Un'arma in più contro la leucemia mieloide acuta caratterizzata dalla mutazione FLT3-ITD. Anche in Italia è stato finalmente approvato da AIFA quizartinib, un farmaco mirato destinato ai pazienti adulti affetti da questa particolare forma di malattia. Un'opzione in più che va ad integrarsi alla chemioterapia, strategia già ampiamente utilizzata con successo.
UNA MALATTIA, DIVERSE MUTAZIONI
La leucemia mieloide acuta è un tumore del sangue che ogni anno, in Italia, fa registrare circa 2 mila nuovi diagnosi prevalentemente intorno ai 70 anni di età. Come spesso sta sempre più accadendo in molti tumori, oggi la classificazione della malattia passa soprattutto dalle alterazioni genetiche. Tra queste le mutazioni del gene FLT3 sono tra le più frequenti e, nella variante ITD, si associano a un rischio elevato di ricaduta e a una sopravvivenza più bassa.

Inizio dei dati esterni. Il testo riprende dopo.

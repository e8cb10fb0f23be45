use blockhook_types::{
    BlockHeader, BlockIdentifier, StacksBlockData, StacksBlockMetadata, StacksMicroblockData,
    StacksMicroblockMetadata,
};

pub fn block_id(index: u64, fork: char) -> BlockIdentifier {
    BlockIdentifier {
        index,
        hash: format!("0x{:02x}{:02x}", fork as u8, index),
    }
}

/// Deterministic header generator: `fork` names the lineage, `parent_fork`
/// the lineage the parent belongs to, so forks can branch off one another.
pub fn bitcoin_header(index: u64, fork: char, parent_fork: char) -> BlockHeader {
    BlockHeader {
        block_identifier: block_id(index, fork),
        parent_block_identifier: block_id(index.saturating_sub(1), parent_fork),
    }
}

pub fn stacks_block(
    index: u64,
    fork: char,
    parent_fork: char,
    confirms_microblock_sequence: Option<u64>,
) -> StacksBlockData {
    let parent = block_id(index.saturating_sub(1), parent_fork);
    StacksBlockData {
        block_identifier: block_id(index, fork),
        parent_block_identifier: parent.clone(),
        timestamp: index as i64,
        transactions: vec![],
        metadata: StacksBlockMetadata {
            bitcoin_anchor_block_identifier: block_id(index, 'x'),
            pox_cycle_index: 0,
            pox_cycle_position: 0,
            pox_cycle_length: 10,
            confirm_microblock_identifier: confirms_microblock_sequence
                .map(|sequence| microblock_id(sequence, parent.index, parent_fork)),
            stacks_block_hash: format!("0x{:02x}{:02x}", fork as u8, index),
            tenure_height: None,
            block_time: None,
            signer_bitvec: None,
            signer_signature: None,
            cycle_number: None,
            reward_set: None,
        },
    }
}

fn microblock_id(sequence: u64, anchor_index: u64, anchor_fork: char) -> BlockIdentifier {
    BlockIdentifier {
        index: sequence,
        hash: format!("0xmb{:02x}{:02x}{:02x}", anchor_fork as u8, anchor_index, sequence),
    }
}

pub fn stacks_microblock(sequence: u64, anchor_index: u64, anchor_fork: char) -> StacksMicroblockData {
    let block_identifier = microblock_id(sequence, anchor_index, anchor_fork);
    let parent_block_identifier = if sequence > 0 {
        microblock_id(sequence - 1, anchor_index, anchor_fork)
    } else {
        block_identifier.clone()
    };
    StacksMicroblockData {
        block_identifier,
        parent_block_identifier,
        timestamp: 0,
        transactions: vec![],
        metadata: StacksMicroblockMetadata {
            anchor_block_identifier: block_id(anchor_index, anchor_fork),
        },
    }
}
extern crate serde;

#[macro_use]
extern crate serde_derive;

pub mod bitcoin;
mod contract_interface;
mod events;
mod ordinals;
mod rosetta;
mod signers;

pub use contract_interface::*;
pub use events::*;
pub use ordinals::*;
pub use rosetta::*;
pub use signers::*;

pub const DEFAULT_STACKS_NODE_RPC: &str = "http://localhost:20443";
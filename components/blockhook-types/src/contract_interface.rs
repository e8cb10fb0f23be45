use serde_json::Value as JsonValue;

/// Interface of a deployed clarity contract, forwarded untouched from the
/// stacks node's `contract_abi` field.
#[derive(Debug, Clone, PartialEq, Deserialize, Serialize)]
pub struct ContractInterface {
    pub functions: Vec<JsonValue>,
    pub variables: Vec<JsonValue>,
    pub maps: Vec<JsonValue>,
    pub fungible_tokens: Vec<JsonValue>,
    pub non_fungible_tokens: Vec<JsonValue>,
    #[serde(skip_serializing_if = "Option::is_none")]
    pub epoch: Option<String>,
    #[serde(skip_serializing_if = "Option::is_none")]
    pub clarity_version: Option<String>,
}
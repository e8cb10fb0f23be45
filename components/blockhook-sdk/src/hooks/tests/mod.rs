use super::stacks::{
    evaluate_stacks_predicate_on_block, evaluate_stacks_predicate_on_transaction,
};
use super::types::{
    BlockIdentifierIndexRule, HookAction, StacksContractCallBasedPredicate,
    StacksContractDeploymentPredicate, StacksFtEventBasedPredicate, StacksHookSpecification,
    StacksPredicate, StacksPrintEventBasedPredicate,
};
use crate::utils::Context;
use blockhook_types::*;
use std::collections::HashSet;
use test_case::test_case;

fn stacks_hook_with_predicate(predicate: StacksPredicate) -> StacksHookSpecification {
    StacksHookSpecification {
        uuid: "c0bd7407-6b63-4c06-94e5-c611005a1ed4".to_string(),
        owner_uuid: None,
        name: "test".to_string(),
        network: StacksNetwork::Devnet,
        version: 1,
        blocks: None,
        start_block: None,
        end_block: None,
        expire_after_occurrence: None,
        capture_all_events: None,
        decode_clarity_values: Some(true),
        include_contract_abi: None,
        predicate,
        action: HookAction::Noop,
        enabled: true,
        expired_at: None,
    }
}

fn stacks_transaction_with_kind(kind: StacksTransactionKind) -> StacksTransactionData {
    StacksTransactionData {
        transaction_identifier: TransactionIdentifier {
            hash: "0xdeadbeef".to_string(),
        },
        operations: vec![],
        metadata: StacksTransactionMetadata {
            success: true,
            raw_tx: "0x00".to_string(),
            result: "(ok true)".to_string(),
            sender: "ST1PQHQKV0RJXZFY1DGX8MNSNYVE3VGZJSRTPGZGM".to_string(),
            nonce: 0,
            fee: 0,
            sponsor: None,
            kind,
            execution_cost: None,
            receipt: StacksTransactionReceipt::new(HashSet::new(), HashSet::new(), vec![]),
            description: String::new(),
            position: StacksTransactionPosition::anchor_block(0),
            proof: None,
            contract_abi: None,
        },
    }
}

fn stacks_transaction_with_events(
    events: Vec<StacksTransactionEventPayload>,
) -> StacksTransactionData {
    let mut tx = stacks_transaction_with_kind(StacksTransactionKind::ContractCall(
        StacksContractCallData {
            contract_identifier: "ST1PQHQKV0RJXZFY1DGX8MNSNYVE3VGZJSRTPGZGM.monkey-sip09"
                .to_string(),
            method: "withdraw".to_string(),
            args: vec![],
        },
    ));
    tx.metadata.receipt.events = events
        .into_iter()
        .enumerate()
        .map(|(index, event_payload)| {
            StacksTransactionEvent::new(
                event_payload,
                StacksTransactionEventPosition {
                    index: index as u32,
                },
            )
        })
        .collect();
    tx
}

fn print_event(contract_identifier: &str, hex_value: &str) -> StacksTransactionEventPayload {
    StacksTransactionEventPayload::SmartContractEvent(SmartContractEventData {
        contract_identifier: contract_identifier.to_string(),
        topic: "print".to_string(),
        hex_value: hex_value.to_string(),
    })
}

// Consensus-serialized (string-ascii "withdraw-vault").
const WITHDRAW_VAULT_HEX: &str = "0x0d0000000e77697468647261772d7661756c74";
// Consensus-serialized (string-ascii "vaulted").
const VAULTED_HEX: &str = "0x0d000000077661756c746564";

#[test]
fn print_event_regex_honors_word_boundaries() {
    let hook = stacks_hook_with_predicate(StacksPredicate::PrintEvent(
        StacksPrintEventBasedPredicate::MatchesRegex {
            contract_identifier: "ST1PQHQKV0RJXZFY1DGX8MNSNYVE3VGZJSRTPGZGM.monkey-sip09"
                .to_string(),
            regex: "(?:^|\\W)vault(?:$|\\W)".to_string(),
        },
    ));
    let ctx = Context::empty();

    let matching_tx = stacks_transaction_with_events(vec![print_event(
        "ST1PQHQKV0RJXZFY1DGX8MNSNYVE3VGZJSRTPGZGM.monkey-sip09",
        WITHDRAW_VAULT_HEX,
    )]);
    assert!(evaluate_stacks_predicate_on_transaction(
        &matching_tx,
        &hook,
        &ctx
    ));

    // "vaulted" crosses the word boundary: no match.
    let non_matching_tx = stacks_transaction_with_events(vec![print_event(
        "ST1PQHQKV0RJXZFY1DGX8MNSNYVE3VGZJSRTPGZGM.monkey-sip09",
        VAULTED_HEX,
    )]);
    assert!(!evaluate_stacks_predicate_on_transaction(
        &non_matching_tx,
        &hook,
        &ctx
    ));
}

#[test]
fn print_event_ignores_other_contracts() {
    let hook = stacks_hook_with_predicate(StacksPredicate::PrintEvent(
        StacksPrintEventBasedPredicate::Contains {
            contract_identifier: "ST1PQHQKV0RJXZFY1DGX8MNSNYVE3VGZJSRTPGZGM.monkey-sip09"
                .to_string(),
            contains: "vault".to_string(),
        },
    ));
    let tx = stacks_transaction_with_events(vec![print_event(
        "ST1PQHQKV0RJXZFY1DGX8MNSNYVE3VGZJSRTPGZGM.another-contract",
        WITHDRAW_VAULT_HEX,
    )]);
    assert!(!evaluate_stacks_predicate_on_transaction(
        &tx,
        &hook,
        &Context::empty()
    ));
}

#[test]
fn contract_call_predicate_only_matches_direct_invocations() {
    let hook = stacks_hook_with_predicate(StacksPredicate::ContractCall(
        StacksContractCallBasedPredicate {
            contract_identifier: "SP000000000000000000002Q6VF78.pox".to_string(),
            method: "stack-stx".to_string(),
        },
    ));
    let ctx = Context::empty();

    let direct_call = stacks_transaction_with_kind(StacksTransactionKind::ContractCall(
        StacksContractCallData {
            contract_identifier: "SP000000000000000000002Q6VF78.pox".to_string(),
            method: "stack-stx".to_string(),
            args: vec![],
        },
    ));
    assert!(evaluate_stacks_predicate_on_transaction(
        &direct_call,
        &hook,
        &ctx
    ));

    // A call into a wrapper contract that itself invokes pox::stack-stx: the
    // stack-stx print/lock events are visible, but the direct invocation is
    // the wrapper, so the predicate does not match.
    let mut indirect_call = stacks_transaction_with_kind(StacksTransactionKind::ContractCall(
        StacksContractCallData {
            contract_identifier: "SP000000000000000000002Q6VF78.stacking-wrapper".to_string(),
            method: "delegate".to_string(),
            args: vec![],
        },
    ));
    indirect_call.metadata.receipt.events = vec![StacksTransactionEvent::new(
        StacksTransactionEventPayload::STXLockEvent(STXLockEventData {
            locked_amount: "1000000".to_string(),
            unlock_height: "2100".to_string(),
            locked_address: "SP000000000000000000002Q6VF78".to_string(),
        }),
        StacksTransactionEventPosition { index: 0 },
    )];
    assert!(!evaluate_stacks_predicate_on_transaction(
        &indirect_call,
        &hook,
        &ctx
    ));
}

#[test_case(vec!["mint"], true, false, false; "mint only")]
#[test_case(vec!["transfer"], false, true, false; "transfer only")]
#[test_case(vec!["burn"], false, false, true; "burn only")]
#[test_case(vec!["mint", "burn"], true, false, true; "mint and burn")]
fn ft_event_predicate_filters_actions(
    actions: Vec<&str>,
    expect_mint: bool,
    expect_transfer: bool,
    expect_burn: bool,
) {
    let asset = "ST1PQHQKV0RJXZFY1DGX8MNSNYVE3VGZJSRTPGZGM.cbtc-token::cbtc";
    let hook = stacks_hook_with_predicate(StacksPredicate::FtEvent(StacksFtEventBasedPredicate {
        asset_identifier: asset.to_string(),
        actions: actions.iter().map(|a| a.to_string()).collect(),
    }));
    let ctx = Context::empty();

    let mint_tx = stacks_transaction_with_events(vec![
        StacksTransactionEventPayload::FTMintEvent(FTMintEventData {
            asset_class_identifier: asset.to_string(),
            recipient: "ST1PQHQKV0RJXZFY1DGX8MNSNYVE3VGZJSRTPGZGM".to_string(),
            amount: "100".to_string(),
        }),
    ]);
    let transfer_tx = stacks_transaction_with_events(vec![
        StacksTransactionEventPayload::FTTransferEvent(FTTransferEventData {
            asset_class_identifier: asset.to_string(),
            sender: "ST1PQHQKV0RJXZFY1DGX8MNSNYVE3VGZJSRTPGZGM".to_string(),
            recipient: "ST2CY5V39NHDPWSXMW9QDT3HC3GD6Q6XX4CFRK9AG".to_string(),
            amount: "100".to_string(),
        }),
    ]);
    let burn_tx = stacks_transaction_with_events(vec![
        StacksTransactionEventPayload::FTBurnEvent(FTBurnEventData {
            asset_class_identifier: asset.to_string(),
            sender: "ST1PQHQKV0RJXZFY1DGX8MNSNYVE3VGZJSRTPGZGM".to_string(),
            amount: "100".to_string(),
        }),
    ]);

    assert_eq!(
        expect_mint,
        evaluate_stacks_predicate_on_transaction(&mint_tx, &hook, &ctx)
    );
    assert_eq!(
        expect_transfer,
        evaluate_stacks_predicate_on_transaction(&transfer_tx, &hook, &ctx)
    );
    assert_eq!(
        expect_burn,
        evaluate_stacks_predicate_on_transaction(&burn_tx, &hook, &ctx)
    );
}

#[test]
fn ft_event_predicate_requires_matching_asset() {
    let hook = stacks_hook_with_predicate(StacksPredicate::FtEvent(StacksFtEventBasedPredicate {
        asset_identifier: "ST1PQHQKV0RJXZFY1DGX8MNSNYVE3VGZJSRTPGZGM.cbtc-token::cbtc".to_string(),
        actions: vec!["mint".to_string()],
    }));
    let tx = stacks_transaction_with_events(vec![StacksTransactionEventPayload::FTMintEvent(
        FTMintEventData {
            asset_class_identifier: "ST1PQHQKV0RJXZFY1DGX8MNSNYVE3VGZJSRTPGZGM.other::other"
                .to_string(),
            recipient: "ST1PQHQKV0RJXZFY1DGX8MNSNYVE3VGZJSRTPGZGM".to_string(),
            amount: "100".to_string(),
        },
    )]);
    assert!(!evaluate_stacks_predicate_on_transaction(
        &tx,
        &hook,
        &Context::empty()
    ));
}

#[test]
fn deployer_predicate_wildcard_matches_any_deployment() {
    let hook = stacks_hook_with_predicate(StacksPredicate::ContractDeployment(
        StacksContractDeploymentPredicate::Deployer("*".to_string()),
    ));
    let tx = stacks_transaction_with_kind(StacksTransactionKind::ContractDeployment(
        StacksContractDeploymentData {
            contract_identifier: "ST1PQHQKV0RJXZFY1DGX8MNSNYVE3VGZJSRTPGZGM.anything".to_string(),
            code: "(define-public (noop) (ok true))".to_string(),
        },
    ));
    assert!(evaluate_stacks_predicate_on_transaction(
        &tx,
        &hook,
        &Context::empty()
    ));

    let transfer = stacks_transaction_with_kind(StacksTransactionKind::NativeTokenTransfer);
    assert!(!evaluate_stacks_predicate_on_transaction(
        &transfer,
        &hook,
        &Context::empty()
    ));
}

#[test_case(BlockIdentifierIndexRule::Equals(100), 100, true; "equals hit")]
#[test_case(BlockIdentifierIndexRule::Equals(100), 101, false; "equals miss")]
#[test_case(BlockIdentifierIndexRule::HigherThan(100), 101, true; "higher than hit")]
#[test_case(BlockIdentifierIndexRule::HigherThan(100), 100, false; "higher than boundary")]
#[test_case(BlockIdentifierIndexRule::LowerThan(100), 99, true; "lower than hit")]
#[test_case(BlockIdentifierIndexRule::Between(100, 110), 105, true; "between hit")]
#[test_case(BlockIdentifierIndexRule::Between(100, 110), 110, false; "between upper bound excluded")]
fn block_height_predicates_select_whole_blocks(
    rule: BlockIdentifierIndexRule,
    height: u64,
    matches: bool,
) {
    let hook = stacks_hook_with_predicate(StacksPredicate::BlockHeight(rule));
    let block = crate::indexer::tests::helpers::stacks_block(height, 'a', 'a', None);
    assert_eq!(
        matches,
        evaluate_stacks_predicate_on_block(&block, &hook, &Context::empty())
    );
}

IL RISCHIO DI RECIDIVA RIMANE ELEVATO
Per i pazienti che possono affrontare una chemioterapia intensiva, il percorso resta diviso in tre fasi: induzione, consolidamento e mantenimento. L’obiettivo è prima ottenere la remissione e poi mantenerla riducendo il rischio che la malattia ritorni. Nonostante i progressi, tra il 40% e il 50% dei pazienti va incontro a recidiva dopo il trattamento di prima linea. È qui che le terapie mirate -insieme allo sviluppo delle terapie cellulari Car-T e Car-NK- giocano un ruolo crescente perché agiscono su difetti molecolari specifici e modificano la storia naturale di alcune forme di leucemia mieloide acuta.
COLPIRE LA MUTAZIONE
Quizartinib, il farmaco da poco approvato, è stato sviluppato proprio per questa mutazione. È un inibitore orale di FLT3 che blocca la cascata di segnali su cui la cellula leucemica mutata costruisce la propria crescita. L’approvazione in Italia consentirà agli ematologi di impiegarlo fin dall’inizio del percorso terapeutico, integrandolo alla chemioterapia standard e proseguendo poi con una fase di mantenimento. La decisione delle autorità italiane si basa sui risultati dello studio internazionale QuANTUM-First, pubblicato su The Lancet nel 2023. È il primo trial a dimostrare in modo chiaro che aggiungere un inibitore FLT3-ITD al trattamento standard può cambiare la prognosi.
VIVERE A LUNGO
Nel gruppo trattato con quizartinib, la sopravvivenza globale mediana è risultata quasi doppia rispetto alla sola chemioterapia. Ciò significa che la metà dei pazienti trattati era ancora in vita a circa 32 mesi, mentre nel gruppo di controllo la stessa soglia si fermava a poco più di un anno. Un risultato importante che significa una cosa precisa: la combinazione di chemioterapia e terapia mirata aumenta in modo significativo le probabilità di controllare la malattia nel lungo periodo.